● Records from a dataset
//! HTTP route handlers for the storefront.
//!
//! # Route Structure
//!
//! ```text
//! GET  /health                      - Liveness check
//! GET  /health/ready                - Readiness check (pings the store)
//!
//! # Categories
//! GET  /api/categories              - List categories (optional ?search=)
//! GET  /api/categories/{id}         - Category detail
//!
//! # Marks
//! GET  /api/marks                   - List marks (optional ?search=)
//! GET  /api/marks/{id}              - Mark detail
//!
//! # Items
//! GET  /api/items                   - List items (?category_id=&mark_id=&search=)
//! GET  /api/items/{id}              - Item detail
//!
//! # Files
//! GET  /api/files/{storage_id}/url  - Resolve one storage URL
//! POST /api/files/urls              - Batch-resolve storage URLs
//! ```
//!
//! The storefront is read-only by construction: no mutating route is
//! registered here. Administration happens in the separate admin binary.

pub mod categories;
pub mod files;
pub mod items;
pub mod marks;

use axum::Router;

use crate::state::AppState;

/// Create all routes for the storefront.
pub fn routes() -> Router<AppState> {
    Router::new()
        .nest("/api/categories", categories::router())
        .nest("/api/marks", marks::router())
        .nest("/api/items", items::router())
        .nest("/api/files", files::router())
}
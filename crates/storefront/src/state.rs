//! Application state shared across handlers.

use std::sync::Arc;

use goldstart_catalog::store::HttpStore;
use goldstart_catalog::Catalog;

use crate::config::StorefrontConfig;

/// Application state shared across all handlers.
///
/// This struct is cheaply cloneable via `Arc` and provides access to the
/// configuration and the catalog layer.
#[derive(Clone)]
pub struct AppState {
    inner: Arc<AppStateInner>,
}

struct AppStateInner {
    config: StorefrontConfig,
    catalog: Catalog<HttpStore>,
}

impl AppState {
    /// Create a new application state, connecting the catalog to the
    /// configured store.
    #[must_use]
    pub fn new(config: StorefrontConfig) -> Self {
        let catalog = Catalog::new(HttpStore::new(&config.store));

        Self {
            inner: Arc::new(AppStateInner { config, catalog }),
        }
    }

    /// Get a reference to the storefront configuration.
    #[must_use]
    pub fn config(&self) -> &StorefrontConfig {
        &self.inner.config
    }

    /// Get a reference to the catalog layer.
    #[must_use]
    pub fn catalog(&self) -> &Catalog<HttpStore> {
        &self.inner.catalog
    }
}
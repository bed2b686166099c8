//! Application state shared across handlers.

use std::sync::Arc;

use goldstart_catalog::store::HttpStore;
use goldstart_catalog::Catalog;

use crate::config::AdminConfig;

/// Application state shared across all handlers.
///
/// Cheaply cloneable via `Arc`.
#[derive(Clone)]
pub struct AppState {
    inner: Arc<AppStateInner>,
}

struct AppStateInner {
    config: AdminConfig,
    catalog: Catalog<HttpStore>,
}

impl AppState {
    /// Create a new application state, connecting the catalog to the
    /// configured store.
    #[must_use]
    pub fn new(config: AdminConfig) -> Self {
        let catalog = Catalog::new(HttpStore::new(&config.store));

        Self {
            inner: Arc::new(AppStateInner { config, catalog }),
        }
    }

    /// Get a reference to the admin configuration.
    #[must_use]
    pub fn config(&self) -> &AdminConfig {
        &self.inner.config
    }

    /// Get a reference to the catalog layer.
    #[must_use]
    pub fn catalog(&self) -> &Catalog<HttpStore> {
        &self.inner.catalog
    }
}
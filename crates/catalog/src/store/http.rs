//! HTTP client for the managed document store.
//!
//! Speaks the store's JSON API with `reqwest`: collections under
//! `{base}/v1/{collection}`, index scans selected by query parameters,
//! object storage under `{base}/v1/storage`. Every request carries the
//! deployment API key as a bearer token.

use std::sync::Arc;

use async_trait::async_trait;
use reqwest::{Method, StatusCode};
use secrecy::{ExposeSecret, SecretString};
use serde::Deserialize;
use serde::de::DeserializeOwned;
use tracing::instrument;
use url::Url;

use goldstart_core::{
    Category, CategoryId, CategoryInput, FileUrl, Item, ItemId, ItemInput, Mark, MarkId,
    MarkInput, StorageId,
};

use crate::error::StoreError;
use crate::store::DocumentStore;

/// Connection settings for the managed document store.
///
/// Implements `Debug` manually to redact the API key.
#[derive(Clone)]
pub struct StoreConfig {
    /// Deployment base URL (e.g., `https://catalog.store.example`).
    pub base_url: Url,
    /// Deployment API key, sent as a bearer token.
    pub api_key: SecretString,
}

impl std::fmt::Debug for StoreConfig {
    fn fmt(&self, f: &mut std::fmt::Formatter<'_>) -> std::fmt::Result {
        f.debug_struct("StoreConfig")
            .field("base_url", &self.base_url.as_str())
            .field("api_key", &"[REDACTED]")
            .finish()
    }
}

/// Client for the managed document store's JSON API.
///
/// Cheaply cloneable; all clones share one connection pool. The client
/// performs no caching and no retries - failures surface to the caller
/// as they happen.
#[derive(Clone)]
pub struct HttpStore {
    inner: Arc<HttpStoreInner>,
}

struct HttpStoreInner {
    client: reqwest::Client,
    base_url: Url,
    api_key: String,
}

/// Error payload the store attaches to non-success responses.
#[derive(Debug, Deserialize)]
struct ErrorBody {
    error: String,
}

#[derive(Debug, Deserialize)]
struct UrlBody {
    url: Option<String>,
}

#[derive(Debug, Deserialize)]
struct UploadUrlBody {
    url: String,
}

#[derive(Debug, serde::Serialize)]
struct FileUrlsRequest<'a> {
    storage_ids: &'a [StorageId],
}

impl HttpStore {
    /// Create a new store client.
    #[must_use]
    pub fn new(config: &StoreConfig) -> Self {
        Self {
            inner: Arc::new(HttpStoreInner {
                client: reqwest::Client::new(),
                base_url: config.base_url.clone(),
                api_key: config.api_key.expose_secret().to_string(),
            }),
        }
    }

    /// Build a request to `{base}/v1/{segments...}`.
    fn request(
        &self,
        method: Method,
        segments: &[&str],
    ) -> Result<reqwest::RequestBuilder, StoreError> {
        let mut url = self.inner.base_url.clone();
        url.path_segments_mut()
            .map_err(|()| StoreError::Unavailable("store base URL cannot be a base".to_string()))?
            .pop_if_empty()
            .push("v1")
            .extend(segments);

        Ok(self
            .inner
            .client
            .request(method, url)
            .bearer_auth(&self.inner.api_key))
    }

    /// Send a request and decode a JSON body.
    async fn execute<T: DeserializeOwned>(
        builder: reqwest::RequestBuilder,
    ) -> Result<T, StoreError> {
        let response = builder.send().await?;
        let status = response.status();

        // Read as text first for better error diagnostics
        let body = response.text().await?;

        if !status.is_success() {
            return Err(error_for(status, &body));
        }

        match serde_json::from_str(&body) {
            Ok(value) => Ok(value),
            Err(e) => {
                tracing::error!(
                    error = %e,
                    body = %body.chars().take(500).collect::<String>(),
                    "Failed to parse store response"
                );
                Err(StoreError::Parse(e))
            }
        }
    }

    /// Send a request, discarding any success body.
    async fn execute_unit(builder: reqwest::RequestBuilder) -> Result<(), StoreError> {
        let response = builder.send().await?;
        let status = response.status();

        if status.is_success() {
            return Ok(());
        }

        let body = response.text().await?;
        Err(error_for(status, &body))
    }

    /// Fetch a single document, mapping a 404 to `None`.
    async fn fetch_optional<T: DeserializeOwned>(
        &self,
        segments: &[&str],
    ) -> Result<Option<T>, StoreError> {
        match Self::execute(self.request(Method::GET, segments)?).await {
            Ok(doc) => Ok(Some(doc)),
            Err(StoreError::NotFound(_)) => Ok(None),
            Err(e) => Err(e),
        }
    }
}

/// Map a non-success status to the store error taxonomy.
fn error_for(status: StatusCode, body: &str) -> StoreError {
    let message = serde_json::from_str::<ErrorBody>(body).map_or_else(
        |_| body.chars().take(200).collect::<String>(),
        |e| e.error,
    );

    match status {
        StatusCode::NOT_FOUND => StoreError::NotFound(message),
        StatusCode::BAD_REQUEST | StatusCode::UNPROCESSABLE_ENTITY => {
            StoreError::Validation(message)
        }
        _ => StoreError::Unavailable(format!("HTTP {status}: {message}")),
    }
}

#[async_trait]
impl DocumentStore for HttpStore {
    #[instrument(skip(self))]
    async fn categories_by_name(&self) -> Result<Vec<Category>, StoreError> {
        let builder = self
            .request(Method::GET, &["categories"])?
            .query(&[("index", "by_name")]);
        Self::execute(builder).await
    }

    #[instrument(skip(self), fields(id = %id))]
    async fn category(&self, id: &CategoryId) -> Result<Option<Category>, StoreError> {
        self.fetch_optional(&["categories", id.as_str()]).await
    }

    #[instrument(skip(self, input))]
    async fn insert_category(&self, input: &CategoryInput) -> Result<Category, StoreError> {
        Self::execute(self.request(Method::POST, &["categories"])?.json(input)).await
    }

    #[instrument(skip(self, input), fields(id = %id))]
    async fn patch_category(
        &self,
        id: &CategoryId,
        input: &CategoryInput,
    ) -> Result<Category, StoreError> {
        let builder = self
            .request(Method::PATCH, &["categories", id.as_str()])?
            .json(input);
        Self::execute(builder).await
    }

    #[instrument(skip(self), fields(id = %id))]
    async fn delete_category(&self, id: &CategoryId) -> Result<(), StoreError> {
        Self::execute_unit(self.request(Method::DELETE, &["categories", id.as_str()])?).await
    }

    #[instrument(skip(self))]
    async fn marks_by_name(&self) -> Result<Vec<Mark>, StoreError> {
        let builder = self
            .request(Method::GET, &["marks"])?
            .query(&[("index", "by_name")]);
        Self::execute(builder).await
    }

    #[instrument(skip(self), fields(id = %id))]
    async fn mark(&self, id: &MarkId) -> Result<Option<Mark>, StoreError> {
        self.fetch_optional(&["marks", id.as_str()]).await
    }

    #[instrument(skip(self, input))]
    async fn insert_mark(&self, input: &MarkInput) -> Result<Mark, StoreError> {
        Self::execute(self.request(Method::POST, &["marks"])?.json(input)).await
    }

    #[instrument(skip(self, input), fields(id = %id))]
    async fn patch_mark(&self, id: &MarkId, input: &MarkInput) -> Result<Mark, StoreError> {
        let builder = self
            .request(Method::PATCH, &["marks", id.as_str()])?
            .json(input);
        Self::execute(builder).await
    }

    #[instrument(skip(self), fields(id = %id))]
    async fn delete_mark(&self, id: &MarkId) -> Result<(), StoreError> {
        Self::execute_unit(self.request(Method::DELETE, &["marks", id.as_str()])?).await
    }

    #[instrument(skip(self))]
    async fn items(&self) -> Result<Vec<Item>, StoreError> {
        Self::execute(self.request(Method::GET, &["items"])?).await
    }

    #[instrument(skip(self), fields(category = %category))]
    async fn items_by_category(&self, category: &CategoryId) -> Result<Vec<Item>, StoreError> {
        let builder = self
            .request(Method::GET, &["items"])?
            .query(&[("index", "by_category"), ("category_id", category.as_str())]);
        Self::execute(builder).await
    }

    #[instrument(skip(self), fields(mark = %mark))]
    async fn items_by_mark(&self, mark: &MarkId) -> Result<Vec<Item>, StoreError> {
        let builder = self
            .request(Method::GET, &["items"])?
            .query(&[("index", "by_mark"), ("mark_id", mark.as_str())]);
        Self::execute(builder).await
    }

    #[instrument(skip(self), fields(category = %category, mark = %mark))]
    async fn items_by_category_and_mark(
        &self,
        category: &CategoryId,
        mark: &MarkId,
    ) -> Result<Vec<Item>, StoreError> {
        let builder = self.request(Method::GET, &["items"])?.query(&[
            ("index", "by_category_mark"),
            ("category_id", category.as_str()),
            ("mark_id", mark.as_str()),
        ]);
        Self::execute(builder).await
    }

    #[instrument(skip(self), fields(id = %id))]
    async fn item(&self, id: &ItemId) -> Result<Option<Item>, StoreError> {
        self.fetch_optional(&["items", id.as_str()]).await
    }

    #[instrument(skip(self, input))]
    async fn insert_item(&self, input: &ItemInput) -> Result<Item, StoreError> {
        Self::execute(self.request(Method::POST, &["items"])?.json(input)).await
    }

    #[instrument(skip(self, input), fields(id = %id))]
    async fn patch_item(&self, id: &ItemId, input: &ItemInput) -> Result<Item, StoreError> {
        let builder = self
            .request(Method::PATCH, &["items", id.as_str()])?
            .json(input);
        Self::execute(builder).await
    }

    #[instrument(skip(self), fields(id = %id))]
    async fn delete_item(&self, id: &ItemId) -> Result<(), StoreError> {
        Self::execute_unit(self.request(Method::DELETE, &["items", id.as_str()])?).await
    }

    #[instrument(skip(self), fields(id = %id))]
    async fn file_url(&self, id: &StorageId) -> Result<Option<String>, StoreError> {
        let body: UrlBody =
            Self::execute(self.request(Method::GET, &["storage", id.as_str(), "url"])?).await?;
        Ok(body.url)
    }

    #[instrument(skip(self, ids), fields(count = ids.len()))]
    async fn file_urls(&self, ids: &[StorageId]) -> Result<Vec<FileUrl>, StoreError> {
        let builder = self
            .request(Method::POST, &["storage", "urls"])?
            .json(&FileUrlsRequest { storage_ids: ids });
        Self::execute(builder).await
    }

    #[instrument(skip(self))]
    async fn upload_url(&self) -> Result<String, StoreError> {
        let body: UploadUrlBody =
            Self::execute(self.request(Method::POST, &["storage", "upload_url"])?).await?;
        Ok(body.url)
    }

    async fn ping(&self) -> Result<(), StoreError> {
        Self::execute_unit(self.request(Method::GET, &["health"])?).await
    }
}

#[cfg(test)]
#[allow(clippy::unwrap_used)]
mod tests {
    use super::*;

    #[test]
    fn test_config_debug_redacts_api_key() {
        let config = StoreConfig {
            base_url: Url::parse("https://catalog.store.example").unwrap(),
            api_key: SecretString::from("super_secret_deploy_key"),
        };

        let debug_output = format!("{config:?}");
        assert!(debug_output.contains("catalog.store.example"));
        assert!(debug_output.contains("[REDACTED]"));
        assert!(!debug_output.contains("super_secret_deploy_key"));
    }

    #[test]
    fn test_error_for_maps_statuses() {
        let err = error_for(StatusCode::NOT_FOUND, r#"{"error": "no such item"}"#);
        assert!(matches!(err, StoreError::NotFound(m) if m == "no such item"));

        let err = error_for(StatusCode::UNPROCESSABLE_ENTITY, r#"{"error": "bad field"}"#);
        assert!(matches!(err, StoreError::Validation(m) if m == "bad field"));

        let err = error_for(StatusCode::BAD_GATEWAY, "upstream down");
        assert!(matches!(err, StoreError::Unavailable(m) if m.contains("upstream down")));
    }

    #[test]
    fn test_error_for_falls_back_to_raw_body() {
        let err = error_for(StatusCode::NOT_FOUND, "plain text");
        assert!(matches!(err, StoreError::NotFound(m) if m == "plain text"));
    }
}
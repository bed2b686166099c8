//! Goldstart Core - Shared types library.
//!
//! This crate provides common types used across all Goldstart components:
//! - `catalog` - Catalog query layer and document store client
//! - `storefront` - Public browse API
//! - `admin` - Internal administration API (network-isolated)
//!
//! # Architecture
//!
//! The core crate contains only types - no I/O, no HTTP clients, no async.
//! This keeps it lightweight and allows it to be used anywhere.
//!
//! # Modules
//!
//! - [`types`] - Newtype wrappers for type-safe IDs and prices, catalog
//!   entities, and query filter inputs

#![cfg_attr(not(test), forbid(unsafe_code))]

pub mod types;

pub use types::*;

● EXERCISE GOAL
Extract exactly and only the lines above from the line containing "mutating route is" through the line containing "use crate::config::StorefrontConfig;", both end lines included.

● RESULT FOR THIS TASK
//! The storefront is read-only by construction: no mutating route is
//! registered here. Administration happens in the separate admin binary.

pub mod categories;
pub mod files;
pub mod items;
pub mod marks;

use axum::Router;

use crate::state::AppState;

/// Create all routes for the storefront.
pub fn routes() -> Router<AppState> {
    Router::new()
        .nest("/api/categories", categories::router())
        .nest("/api/marks", marks::router())
        .nest("/api/items", items::router())
        .nest("/api/files", files::router())
}
filename crates/storefront/src/state.rs
//! Application state shared across handlers.

use std::sync::Arc;

use goldstart_catalog::store::HttpStore;
use goldstart_catalog::Catalog;

use crate::config::StorefrontConfig;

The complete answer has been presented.